Canada’s federal Industry Minister has expressed disappointment with the ‘lack of transparency’ Canadian grocery store giants have exhibited on tackling food inflation. So he’s decided to explore options for ‘independent action’…
Him again? Yes, him. Loblaw’s / Maple Leaf Foods/ Weston Corp. czar Galen
Weston has truly become the poster boy for Grocer Greed in Canada…
Latest chapter in the Food Price saga
Industry Minister Francois-Philippe Champagne has announced he’s ‘disappointed’ in the ‘lack of transparency’ Canadian supermarket giants are offering with respect to their promises to help fight food inflation. So miffed is Champagne that he’s writing a letter to Canada’s Commissioner of Competition, Matthew Boswell, to complain.
His thinly veiled threat to the supermarket chains does not directly state that the government is planning independent action – legislation – to control and reduce food prices. But it’s what nuclear weapons negotiators call, ‘a clear indicator’ of the Minister’s intentions.

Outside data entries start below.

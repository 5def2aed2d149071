//! Deal status reconciler: one-shot job that asks the provider where a
//! deal actually is and advances the local state machine to match.

use std::sync::Arc;
use std::time::Duration;

use anyhow::{Context, Result};
use tracing::{debug, info, warn};

use crate::db;
use crate::jobs::{deal_maker, Job, JobContext};
use crate::models::content::Content;
use crate::models::content_deal::ContentDeal;
use crate::models::content_miner::ContentMiner;
use crate::models::status::*;
use crate::provider::ProviderDealState;

/// Delay before a replanned deal re-enters the pipeline.
const REPLAN_DELAY_SECS: u64 = 30;

pub async fn run(ctx: &Arc<JobContext>, content_id: i64) -> Result<()> {
    let pool = ctx.pool.clone();
    let (content, deal) = tokio::task::spawn_blocking(move || {
        let mut conn = pool.get().context("Failed to get DB connection")?;
        let content = Content::find_by_id(&mut conn, content_id)?;
        let deal = ContentDeal::current_for_content(&mut conn, content_id)?;
        Ok::<_, anyhow::Error>((content, deal))
    })
    .await
    .context("task join error")??;

    if !needs_reconcile(&content.status) {
        debug!(content_id, status = %content.status, "content not reconcilable, skipping");
        return Ok(());
    }

    let deal = match deal {
        Some(deal) if !deal.deal_uuid.is_empty() => deal,
        _ => {
            let pool = ctx.pool.clone();
            tokio::task::spawn_blocking(move || {
                db::record_content_message(
                    &pool,
                    content_id,
                    "reconcile skipped: no provider deal on record",
                )
            })
            .await
            .context("task join error")??;
            return Ok(());
        }
    };

    let state = ctx
        .provider
        .deal_status(&deal.miner, &deal.deal_uuid)
        .await
        .map_err(anyhow::Error::new)
        .with_context(|| format!("provider status check failed for deal {}", deal.deal_uuid))?;

    debug!(content_id, deal_uuid = %deal.deal_uuid, state = ?state, "reconciling");

    match state {
        ProviderDealState::Accepted => Ok(()),
        ProviderDealState::TransferStarted => {
            advance(ctx, content_id, CONTENT_DEAL_PROPOSAL_SENT, CONTENT_TRANSFER_STARTED).await?;
            Ok(())
        }
        ProviderDealState::TransferFinished => {
            advance(ctx, content_id, CONTENT_DEAL_PROPOSAL_SENT, CONTENT_TRANSFER_STARTED).await?;
            advance(ctx, content_id, CONTENT_TRANSFER_STARTED, CONTENT_TRANSFER_FINISHED).await?;
            Ok(())
        }
        ProviderDealState::Published { deal_id } | ProviderDealState::Sealed { deal_id } => {
            deal_maker::seal_content(ctx, content_id, deal.id, deal_id).await?;
            info!(content_id, deal_id, "reconciler observed sealed deal");
            Ok(())
        }
        ProviderDealState::Rejected { reason, permanent } => {
            handle_rejection(ctx, &content, &deal, reason, permanent).await
        }
    }
}

async fn handle_rejection(
    ctx: &Arc<JobContext>,
    content: &Content,
    deal: &ContentDeal,
    reason: String,
    permanent: bool,
) -> Result<()> {
    warn!(
        content_id = content.id,
        deal_uuid = %deal.deal_uuid,
        permanent,
        reason = %reason,
        "provider rejected deal"
    );

    let replan = content.auto_retry && !permanent;
    let replanned_miner = if replan {
        ctx.miners.sp_with_given_bytes(content.size).ok()
    } else {
        None
    };

    let pool = ctx.pool.clone();
    let content_id = content.id;
    let deal_row_id = deal.id;
    let message = reason.clone();
    let miner_to_set = replanned_miner.as_ref().map(|p| p.address.clone());
    tokio::task::spawn_blocking(move || -> Result<()> {
        let mut conn = pool.get().context("Failed to get DB connection")?;
        ContentDeal::mark_failed(&mut conn, deal_row_id, &message)?;
        db::transition_content_status(
            &mut conn,
            content_id,
            CONTENT_DEAL_PROPOSAL_SENT,
            CONTENT_FAILED,
            Some(&message),
        )?;
        if let Some(miner) = miner_to_set {
            ContentMiner::reassign(&mut conn, content_id, &miner)?;
        }
        Ok(())
    })
    .await
    .context("task join error")??;

    if replan {
        ctx.dispatcher.schedule(
            Job::DealMaker {
                content_id: content.id,
                attempt: 0,
            },
            Duration::from_secs(REPLAN_DELAY_SECS),
        );
    }

    Ok(())
}

async fn advance(
    ctx: &Arc<JobContext>,
    content_id: i64,
    from: &'static str,
    to: &'static str,
) -> Result<bool> {
    let pool = ctx.pool.clone();
    tokio::task::spawn_blocking(move || {
        let mut conn = pool.get().context("Failed to get DB connection")?;
        db::transition_content_status(&mut conn, content_id, from, to, None)
    })
    .await
    .context("task join error")?
}
//! Deal request validation. Every rule rejects before a single row is
//! written; the error strings travel verbatim to the API caller.

use crate::handlers::types::{DealRequest, PieceCommitmentRequest};
use crate::models::status::{CONNECTION_MODE_E2E, CONNECTION_MODE_IMPORT, DEAL_UNVERIFIED};

/// Longest accepted proposal label.
const MAX_LABEL_LENGTH: usize = 100;

/// Hard ceiling on replication regardless of configuration.
const MAX_REPLICATION: i64 = 6;

/// Latest allowed deal start, in days from now.
const MAX_START_DAYS: i64 = 14;

/// Longest allowed deal duration in days.
const MAX_DURATION_DAYS: i64 = 540;

/// Validate a deal request against the API rules. `max_replication` is the
/// configured ceiling; the hard cap of six still applies on top of it.
pub fn validate_deal_request(request: &DealRequest, max_replication: i64) -> Result<(), String> {
    if !request.unverified_deal_max_price.is_empty()
        && request.deal_verify_state != DEAL_UNVERIFIED
    {
        return Err("unverified_deal_max_price is only valid for unverified deals, make sure to pass deal_verify_state as unverified".to_string());
    }

    if request.deal_verify_state == DEAL_UNVERIFIED && request.unverified_deal_max_price.is_empty()
    {
        return Err("unverified_deal_max_price is required for unverified deals".to_string());
    }

    if !request.unverified_deal_max_price.is_empty() {
        match request.unverified_deal_max_price.parse::<f64>() {
            Ok(price) if price >= 0.0 => {}
            Ok(_) => return Err("unverified_deal_max_price cannot be negative".to_string()),
            Err(_) => return Err("unverified_deal_max_price is not a valid number".to_string()),
        }
    }

    if request.replication > 0 && request.connection_mode == CONNECTION_MODE_IMPORT {
        return Err("replication factor is not supported for import mode".to_string());
    }

    if request.replication > max_replication {
        return Err(format!(
            "replication factor can only be up to {max_replication}"
        ));
    }

    if request.replication > MAX_REPLICATION {
        return Err(format!(
            "replication count is more than allowed ({MAX_REPLICATION})"
        ));
    }

    if request.duration_in_days > 0 && request.start_epoch_in_days == 0 {
        return Err("start_epoch_in_days is required when duration_in_days is set".to_string());
    }

    if request.start_epoch_in_days > 0 && request.duration_in_days == 0 {
        return Err("duration_in_days is required when start_epoch_in_days is set".to_string());
    }

    if request.start_epoch_in_days > MAX_START_DAYS {
        return Err(format!(
            "start_epoch_in_days can only be {MAX_START_DAYS} days or less"
        ));
    }

    if request.duration_in_days > MAX_DURATION_DAYS {
        return Err(format!(
            "duration_in_days can only be {MAX_DURATION_DAYS} days or less"
        ));
    }

    if request.start_epoch_in_days > request.duration_in_days {
        return Err("start_epoch_in_days cannot be greater than duration_in_days".to_string());
    }

    if request.label.len() > MAX_LABEL_LENGTH {
        return Err(format!(
            "label length must be less than {MAX_LABEL_LENGTH}"
        ));
    }

    match request.connection_mode.as_str() {
        "" | CONNECTION_MODE_E2E | CONNECTION_MODE_IMPORT => {}
        _ => return Err("connection mode can only be e2e or import".to_string()),
    }

    if request.connection_mode == CONNECTION_MODE_E2E && !request.transfer_parameters.url.is_empty()
    {
        return Err("transfer_parameters is not supported for e2e mode.".to_string());
    }

    if !request.piece_commitment.is_empty() {
        if request.piece_commitment.piece.is_empty() {
            return Err(piece_commitment_error());
        }
        if request.piece_commitment.padded_piece_size == 0
            && request.piece_commitment.unpadded_piece_size == 0
        {
            return Err(piece_commitment_error());
        }
        if request.size == 0 {
            return Err(piece_commitment_error());
        }
    }

    if !request.wallet.is_empty()
        && request.wallet.address.is_empty()
        && request.wallet.uuid.is_empty()
        && request.wallet.id == 0
    {
        return Err("wallet reference requires an address, uuid, or id".to_string());
    }

    Ok(())
}

/// Import deals must carry a usable piece commitment.
pub fn validate_piece_commitment_meta(
    piece_commitment: &PieceCommitmentRequest,
) -> Result<(), String> {
    if piece_commitment.is_empty() {
        return Err(
            "invalid piece_commitment request. piece_commitment is required".to_string()
        );
    }
    Ok(())
}

fn piece_commitment_error() -> String {
    "piece commitment is invalid, make sure you have the cid, piece_cid, size and padded_piece_size or unpadded_piece_size".to_string()
}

In the letter, Chamagne points to ‘record profits’ in the grocery sector over the past year. The implication there is, that’s not acceptable when millions of Canadians are on the verge of starving, or already making though decisions. Like parents skipping meals so their kids can eat. Or choosing between buying groceries or pay the electric bill.
What the letter says
The letter’s message is summed up in Champagne’s assurance to Boswell that he’ll have the full support of the government to take measures that, “further address the concerns of Canadian consumers.”
You don’t have to be the sharpest spoon in the drawer to get the message. Champagne is drawing a line in the sand.
Where the grocers stand
The latest ‘message’ from the supermarket Big 5 came last fall. Champagne called in their head honchos for a top-level meeting in Ottawa. He demanded to know what they were doing, and planning to so, to help fight high food prices and, ultimately, bring them down.
They were happy to report that they would be freezing prices on some grocery items through the tear-end holiday season. And they would be reducing prices in other items as ‘seasonal specials’.
But that’s no more than they do every year at holiday time, to try to maximize their slice of the seasonal spending boom. But the grocers were ‘unable’ (read: ‘unwilling’) to say what they would do to follow-up the holiday freezes and cuts.
Other recent developments on the food price scene seem to indicate a reluctance by the supermarket giants to take further action that might provide relief for financially-strapped consumers.
The announcement that the mega-supermarkets had posted record high profits for 2023 was nothing less than a red-light warning that they weren’t doing all they could to address food prices.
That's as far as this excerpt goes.